• **Required work**
Could you write out the opening lines of the data, word for word, stopping after the line that contains "pub struct Args"?

──────── Data to use ────────

//! Command-line interface argument parsing.
//!
//! This module handles all CLI argument parsing using clap,
//! including validation and default values.

use crate::config::MAX_DECIMALS;
use crate::models::QueryType;
use clap::Parser;
use std::path::PathBuf;

/// EcoImpact - environmental footprint of AI model usage
///
/// Reads a statistics dataset (water, energy and carbon per model and per
/// query type) and writes a dashboard report: model comparison, query type
/// profile, energy distribution, equivalences, cumulative projection and
/// efficiency ranking. Optionally estimates a single usage request.
///
/// Examples:
///   ecoimpact --stats stats.json
///   ecoimpact --stats stats.json --format json --output report.json
///   ecoimpact --stats stats.json --model "GPT-4 Turbo" --query-type text --quantity 5
///   ecoimpact --stats stats.json --multipliers 1,10,100 --projection-query-type image
///   ecoimpact --init-config
#[derive(Parser, Debug, Clone)]
#[command(author, version, about, long_about = None)]
#[command(propagate_version = true)]
pub struct Args {
    /// Statistics dataset to read (JSON, or TOML with a .toml extension)
    ///
    /// Falls back to `general.dataset` in .ecoimpact.toml.
    #[arg(short, long, value_name = "FILE", env = "ECOIMPACT_STATS")]
    pub stats: Option<PathBuf>,

    /// Output file path for the report
    ///
    /// Defaults to `general.output` from the config (ecoimpact_report.md).
    #[arg(short, long, value_name = "FILE")]
    pub output: Option<PathBuf>,

    /// Output format (markdown, json)
    #[arg(long, default_value = "markdown", value_name = "FORMAT")]
    pub format: OutputFormat,

    /// Path to configuration file
    ///
    /// If not specified, looks for .ecoimpact.toml in the current directory
    #[arg(short, long, value_name = "FILE")]
    pub config: Option<PathBuf>,

    /// Enable verbose logging output
    #[arg(short, long)]
    pub verbose: bool,

    /// Run in quiet mode (minimal output)
    #[arg(short, long)]
    pub quiet: bool,

    /// Model to estimate a usage request for
    #[arg(short, long, value_name = "MODEL", requires = "query_type", requires = "quantity")]
    pub model: Option<String>,

    /// Query type of the usage request (text, code, image, audio, video)
    #[arg(long, value_name = "TYPE", requires = "model")]
    pub query_type: Option<QueryType>,

    /// Quantity of the usage request (queries, blocks, images or minutes)
    #[arg(long, value_name = "AMOUNT", requires = "model")]
    pub quantity: Option<f64>,

    /// Usage volumes for the cumulative projection (comma-separated)
    ///
    /// Example: --multipliers 1,10,100,1000
    #[arg(long, value_name = "LIST", value_delimiter = ',')]
    pub multipliers: Option<Vec<u64>>,

    /// Query type whose footprint is projected
    #[arg(long, value_name = "TYPE")]
    pub projection_query_type: Option<QueryType>,

    /// Use this model's combination row for the projection when one exists
    #[arg(long, value_name = "MODEL")]
    pub projection_model: Option<String>,

    /// Decimal places for values in the Markdown report
    #[arg(long, value_name = "N")]
    pub decimals: Option<usize>,

    /// Exit with code 2 if any dashboard view could not be computed
    #[arg(long)]
    pub strict: bool,

    /// Generate a default .ecoimpact.toml configuration file
    #[arg(long)]
    pub init_config: bool,
}

/// Output format for the report.
#[derive(Debug, Clone, Copy, PartialEq, Eq, Default, clap::ValueEnum)]
pub enum OutputFormat {
    /// Markdown format (default)
    #[default]
    Markdown,
    /// JSON format
    Json,
}

impl Args {
    /// Parse command-line arguments.
    pub fn parse_args() -> Self {
        Self::parse()
    }

    /// Validate the parsed arguments.
    pub fn validate(&self) -> Result<(), String> {
        // Skip validation for --init-config
        if self.init_config {
            return Ok(());
        }

        // Check for conflicting options
        if self.verbose && self.quiet {
            return Err("Cannot use both --verbose and --quiet".to_string());
        }

        if let Some(quantity) = self.quantity {
            if !quantity.is_finite() || quantity <= 0.0 {
                return Err("Quantity must be a positive number".to_string());
            }
        }

        if let Some(ref multipliers) = self.multipliers {
            if multipliers.is_empty() {
                return Err("At least one multiplier is required".to_string());
            }
            if multipliers.contains(&0) {
                return Err("Multipliers must be positive integers".to_string());
            }
        }

        if let Some(decimals) = self.decimals {
            if decimals > MAX_DECIMALS {
                return Err(format!("Decimals must be between 0 and {}", MAX_DECIMALS));
            }
        }

        if let Some(ref stats) = self.stats {
            if !stats.is_file() {
                return Err(format!("Dataset file does not exist: {}", stats.display()));
            }
        }

        Ok(())
    }

    /// Returns the log level based on verbosity settings.
    pub fn log_level(&self) -> tracing::Level {
        if self.quiet {
            tracing::Level::ERROR
        } else if self.verbose {
            tracing::Level::DEBUG
        } else {
            tracing::Level::INFO
        }
    }
}

#[cfg(test)]
mod tests {
    use super::*;

    fn make_args() -> Args {
        Args {
            stats: None,
            output: None,
            format: OutputFormat::Markdown,
            config: None,
            verbose: false,
            quiet: false,
            model: None,
            query_type: None,
            quantity: None,
            multipliers: None,
            projection_query_type: None,
            projection_model: None,
            decimals: None,
            strict: false,
            init_config: false,
        }
    }

    #[test]
    fn test_parse_usage_flags() {
        let args = Args::try_parse_from([
            "ecoimpact",
            "--model",
            "GPT-4 Turbo",
            "--query-type",
            "image",
            "--quantity",
            "2.5",
            "--multipliers",
            "1,10,100",
        ])
        .unwrap();

        assert_eq!(args.model.as_deref(), Some("GPT-4 Turbo"));
        assert_eq!(args.query_type, Some(QueryType::Image));
        assert_eq!(args.quantity, Some(2.5));
        assert_eq!(args.multipliers, Some(vec![1, 10, 100]));
    }

    #[test]
    fn test_model_requires_query_type_and_quantity() {
        assert!(Args::try_parse_from(["ecoimpact", "--model", "GPT-4 Turbo"]).is_err());
        assert!(Args::try_parse_from(["ecoimpact", "--quantity", "3"]).is_err());
    }

    #[test]
    fn test_unknown_query_type_rejected() {
        let result = Args::try_parse_from([
            "ecoimpact",
            "--projection-query-type",
            "hologram",
        ]);
        assert!(result.is_err());
    }

    #[test]
    fn test_validation_conflicting_options() {
        let mut args = make_args();
        args.verbose = true;
        args.quiet = true;
        assert!(args.validate().is_err());
    }

    #[test]
    fn test_validation_quantity() {
        let mut args = make_args();
        args.quantity = Some(0.0);
        assert!(args.validate().is_err());

        args.quantity = Some(-3.0);
        assert!(args.validate().is_err());

        args.quantity = Some(1.5);
        assert!(args.validate().is_ok());
    }

    #[test]
    fn test_validation_multipliers() {
        let mut args = make_args();
        args.multipliers = Some(vec![1, 0]);
        assert!(args.validate().is_err());
    }

    #[test]
    fn test_validation_missing_dataset() {
        let mut args = make_args();
        args.stats = Some(PathBuf::from("definitely/not/here.json"));
        assert!(args.validate().is_err());
    }

    #[test]
    fn test_log_level() {
        let mut args = make_args();
        assert_eq!(args.log_level(), tracing::Level::INFO);

        args.verbose = true;
        assert_eq!(args.log_level(), tracing::Level::DEBUG);

        args.verbose = false;
        args.quiet = true;
        assert_eq!(args.log_level(), tracing::Level::ERROR);
    }
}
//! Configuration file handling.
//!
//! This module handles loading and merging configuration from
//! `.ecoimpact.toml` files.

use crate::analysis::{EfficiencyBands, EquivalenceFactors};
use crate::models::QueryType;
use anyhow::{bail, Context, Result};
use serde::{Deserialize, Serialize};
use std::path::{Path, PathBuf};

pub const CONFIG_FILE_NAME: &str = ".ecoimpact.toml";

/// Upper bound for `report.decimals` and `--decimals`.
pub const MAX_DECIMALS: usize = 10;

/// Root configuration structure.
#[derive(Debug, Clone, Default, Serialize, Deserialize)]
pub struct Config {
    /// General settings.
    #[serde(default)]
    pub general: GeneralConfig,

    /// Cumulative projection settings.
    #[serde(default)]
    pub projection: ProjectionConfig,

    /// Everyday equivalence factors.
    #[serde(default)]
    pub equivalences: EquivalencesConfig,

    /// Report settings.
    #[serde(default)]
    pub report: ReportConfig,
}

/// General application settings.
#[derive(Debug, Clone, Serialize, Deserialize)]
pub struct GeneralConfig {
    /// Default output file path.
    #[serde(default = "default_output")]
    pub output: String,

    /// Enable verbose logging by default.
    #[serde(default)]
    pub verbose: bool,

    /// Dataset used when `--stats` is not given.
    #[serde(default)]
    pub dataset: Option<PathBuf>,
}

impl Default for GeneralConfig {
    fn default() -> Self {
        Self {
            output: default_output(),
            verbose: false,
            dataset: None,
        }
    }
}

fn default_output() -> String {
    "ecoimpact_report.md".to_string()
}

/// Cumulative projection settings.
#[derive(Debug, Clone, Serialize, Deserialize)]
pub struct ProjectionConfig {
    /// Usage volumes to project the base footprint over.
    #[serde(default = "default_multipliers")]
    pub multipliers: Vec<u64>,

    /// Query type whose footprint is projected.
    #[serde(default = "default_projection_query_type")]
    pub query_type: QueryType,

    /// Narrow the projection to one model's combination row, when present.
    #[serde(default)]
    pub model: Option<String>,
}

impl Default for ProjectionConfig {
    fn default() -> Self {
        Self {
            multipliers: default_multipliers(),
            query_type: default_projection_query_type(),
            model: None,
        }
    }
}

fn default_multipliers() -> Vec<u64> {
    vec![1, 10, 100, 1000, 10000]
}

fn default_projection_query_type() -> QueryType {
    QueryType::Text
}

/// Reference quantities for everyday equivalents.
#[derive(Debug, Clone, Serialize, Deserialize)]
pub struct EquivalencesConfig {
    /// Liters in a glass of water.
    #[serde(default = "default_glass_liters")]
    pub glass_liters: f64,

    /// Liters in a bottle.
    #[serde(default = "default_bottle_liters")]
    pub bottle_liters: f64,

    /// Liters used by one shower.
    #[serde(default = "default_shower_liters")]
    pub shower_liters: f64,

    /// Minutes an LED bulb runs on one kWh.
    #[serde(default = "default_led_minutes")]
    pub led_minutes_per_kwh: f64,

    /// Grams of CO2e emitted per km driven.
    #[serde(default = "default_car_grams")]
    pub car_grams_per_km: f64,
}

impl Default for EquivalencesConfig {
    fn default() -> Self {
        Self {
            glass_liters: default_glass_liters(),
            bottle_liters: default_bottle_liters(),
            shower_liters: default_shower_liters(),
            led_minutes_per_kwh: default_led_minutes(),
            car_grams_per_km: default_car_grams(),
        }
    }
}

fn default_glass_liters() -> f64 {
    0.25
}

fn default_bottle_liters() -> f64 {
    0.5
}

fn default_shower_liters() -> f64 {
    75.0
}

fn default_led_minutes() -> f64 {
    16.67
}

fn default_car_grams() -> f64 {
    120.0
}

impl From<&EquivalencesConfig> for EquivalenceFactors {
    fn from(config: &EquivalencesConfig) -> Self {
        Self {
            glass_liters: config.glass_liters,
            bottle_liters: config.bottle_liters,
            shower_liters: config.shower_liters,
            led_minutes_per_kwh: config.led_minutes_per_kwh,
            car_grams_per_km: config.car_grams_per_km,
        }
    }
}

/// Report generation settings.
#[derive(Debug, Clone, Serialize, Deserialize)]
pub struct ReportConfig {
    /// Decimal places for values in the Markdown report.
    #[serde(default = "default_decimals")]
    pub decimals: usize,

    /// Efficiency scores above this are rated high.
    #[serde(default = "default_high_efficiency")]
    pub high_efficiency_above: f64,

    /// Efficiency scores above this (and not high) are rated medium.
    #[serde(default = "default_medium_efficiency")]
    pub medium_efficiency_above: f64,
}

impl Default for ReportConfig {
    fn default() -> Self {
        Self {
            decimals: default_decimals(),
            high_efficiency_above: default_high_efficiency(),
            medium_efficiency_above: default_medium_efficiency(),
        }
    }
}

fn default_decimals() -> usize {
    2
}

fn default_high_efficiency() -> f64 {
    40.0
}

fn default_medium_efficiency() -> f64 {
    30.0
}

impl ReportConfig {
    pub fn bands(&self) -> EfficiencyBands {
        EfficiencyBands {
            high_above: self.high_efficiency_above,
            medium_above: self.medium_efficiency_above,
        }
    }
}

impl Config {
    /// Load configuration from a file path.
    pub fn load(path: &Path) -> Result<Self> {
        let content = std::fs::read_to_string(path)
            .with_context(|| format!("Failed to read config file: {}", path.display()))?;

        let config: Config = toml::from_str(&content)
            .with_context(|| format!("Failed to parse config file: {}", path.display()))?;

        Ok(config)
    }

    /// Try to load configuration from the default location.
    ///
    /// Returns `Ok(None)` if the file doesn't exist, `Err` if it exists but can't be parsed.
    pub fn load_default() -> Result<Option<Self>> {
        Self::load_from_dir(Path::new("."))
    }

    /// Try to load `.ecoimpact.toml` from a directory.
    pub fn load_from_dir(dir: &Path) -> Result<Option<Self>> {
        let config_path = dir.join(CONFIG_FILE_NAME);

        if config_path.exists() {
            Ok(Some(Self::load(&config_path)?))
        } else {
            Ok(None)
        }
    }

    /// Merge this configuration with CLI arguments.
    ///
    /// CLI arguments take precedence over config file settings, but only
    /// when they were given explicitly.
    pub fn merge_with_args(&mut self, args: &crate::cli::Args) {
        if let Some(ref output) = args.output {
            self.general.output = output.display().to_string();
        }
        if let Some(ref stats) = args.stats {
            self.general.dataset = Some(stats.clone());
        }

        if let Some(ref multipliers) = args.multipliers {
            self.projection.multipliers = multipliers.clone();
        }
        if let Some(query_type) = args.projection_query_type {
            self.projection.query_type = query_type;
        }
        if let Some(ref model) = args.projection_model {
            self.projection.model = Some(model.clone());
        }

        if let Some(decimals) = args.decimals {
            self.report.decimals = decimals;
        }

        // Flags always override
        if args.verbose {
            self.general.verbose = true;
        }
    }

    /// Reject settings the views cannot work with.
    pub fn validate(&self) -> Result<()> {
        if self.projection.multipliers.contains(&0) {
            bail!("Projection multipliers must be positive integers");
        }

        let eq = &self.equivalences;
        let factors = [
            ("glass_liters", eq.glass_liters),
            ("bottle_liters", eq.bottle_liters),
            ("shower_liters", eq.shower_liters),
            ("led_minutes_per_kwh", eq.led_minutes_per_kwh),
            ("car_grams_per_km", eq.car_grams_per_km),
        ];
        for (name, value) in factors {
            if !value.is_finite() || value <= 0.0 {
                bail!("Equivalence factor {} must be a positive number", name);
            }
        }

        if self.report.decimals > MAX_DECIMALS {
            bail!("Report decimals must be between 0 and {}", MAX_DECIMALS);
        }

        let thresholds = [
            ("high_efficiency_above", self.report.high_efficiency_above),
            ("medium_efficiency_above", self.report.medium_efficiency_above),
        ];
        for (name, value) in thresholds {
            if !value.is_finite() {
                bail!("Efficiency threshold {} must be a finite number", name);
            }
        }

        if self.report.medium_efficiency_above > self.report.high_efficiency_above {
            bail!("medium_efficiency_above cannot exceed high_efficiency_above");
        }

        Ok(())
    }

    /// Generate a default configuration file content.
    pub fn default_toml() -> String {
        let config = Config::default();
        toml::to_string_pretty(&config).unwrap_or_else(|_| String::new())
    }
}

────────

• **Solution**
//! Command-line interface argument parsing.
//!
//! This module handles all CLI argument parsing using clap,
//! including validation and default values.

use crate::config::MAX_DECIMALS;
use crate::models::QueryType;
use clap::Parser;
use std::path::PathBuf;

/// EcoImpact - environmental footprint of AI model usage
///
/// Reads a statistics dataset (water, energy and carbon per model and per
/// query type) and writes a dashboard report: model comparison, query type
/// profile, energy distribution, equivalences, cumulative projection and
/// efficiency ranking. Optionally estimates a single usage request.
///
/// Examples:
///   ecoimpact --stats stats.json
///   ecoimpact --stats stats.json --format json --output report.json
///   ecoimpact --stats stats.json --model "GPT-4 Turbo" --query-type text --quantity 5
///   ecoimpact --stats stats.json --multipliers 1,10,100 --projection-query-type image
///   ecoimpact --init-config
#[derive(Parser, Debug, Clone)]
#[command(author, version, about, long_about = None)]
#[command(propagate_version = true)]
pub struct Args {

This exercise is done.